Please count the lines below that contain the word "ReqDhParams", and reply with that number alone.

Segment Start: SUPPLIED RECORDS

fn do_step2(
    data:     AwaitingPq,
    response: enums::ResPq,
    keys:     &ServerKeys,
    random:   &[u8; 256],
) -> Result<(functions::ReqDhParams, AwaitingDhParams), Error> {
    let AwaitingPq { nonce } = data;
    let enums::ResPq::ResPq(res_pq) = response;

    check_nonce(&res_pq.nonce, &nonce)?;

    let pq: [u8; 8] = res_pq.pq.as_slice().try_into()
        .map_err(|_| Error::InvalidPqSize { size: res_pq.pq.len() })?;
    let pq = u64::from_be_bytes(pq);
    let (p, q) = factorize(pq)?;
    debug!("[gramwire] factorized pq {pq} into {p} * {q}");

    let mut new_nonce = [0u8; 32];
    new_nonce.copy_from_slice(&random[..32]);

    // random[32..256] is 224 bytes for RSA_PAD
    let mut rnd224 = [0u8; 224];
    rnd224.copy_from_slice(&random[32..]);

    fn trim_be(v: u64) -> Vec<u8> {
        let b = v.to_be_bytes();
        let skip = b.iter().position(|&x| x != 0).unwrap_or(7);
        b[skip..].to_vec()
    }

    let p_bytes = trim_be(p);
    let q_bytes = trim_be(q);

    let pq_inner = enums::PQInnerData::PQInnerData(types::PQInnerData {
        pq: pq.to_be_bytes().to_vec(),
        p: p_bytes.clone(),
        q: q_bytes.clone(),
        nonce,
        server_nonce: res_pq.server_nonce,
        new_nonce,
    })
    .to_bytes();

    if pq_inner.len() > rsa::MAX_HASHED_LEN {
        return Err(Error::PayloadTooLarge { len: pq_inner.len() });
    }

    let (fingerprint, key) = res_pq.server_public_key_fingerprints
        .iter()
        .find_map(|&fp| keys.get(fp).map(|key| (fp, key)))
        .ok_or_else(|| Error::UnknownFingerprints {
            fingerprints: res_pq.server_public_key_fingerprints.clone(),
        })?;

    let ciphertext = rsa::encrypt_hashed(&pq_inner, key, &rnd224).ok_or(Error::RsaEncrypt)?;

    Ok((
        functions::ReqDhParams {
            nonce,
            server_nonce: res_pq.server_nonce,
            p: p_bytes,
            q: q_bytes,
            public_key_fingerprint: fingerprint,
            encrypted_data: ciphertext,
        },
        AwaitingDhParams { nonce, server_nonce: res_pq.server_nonce, new_nonce },
    ))
}

// ─── Step 3: set_client_DH_params ────────────────────────────────────────────

/// Process `server_DH_params` and generate `set_client_DH_params`.
pub fn step3(
    data:     AwaitingDhParams,
    response: enums::ServerDhParams,
) -> Result<(functions::SetClientDhParams, AwaitingDhConfirm), Error> {
    let mut rnd = [0u8; 272]; // 256 for DH b, 16 for padding
    getrandom::getrandom(&mut rnd).expect("getrandom");
    let now = SystemTime::now()
        .duration_since(UNIX_EPOCH)
        .map(|d| d.as_secs() as i32)
        .unwrap_or_default();
    do_step3(data, response, &rnd, now)
}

Segment End: SUPPLIED RECORDS

• **THE COMPLETED TASK**: 2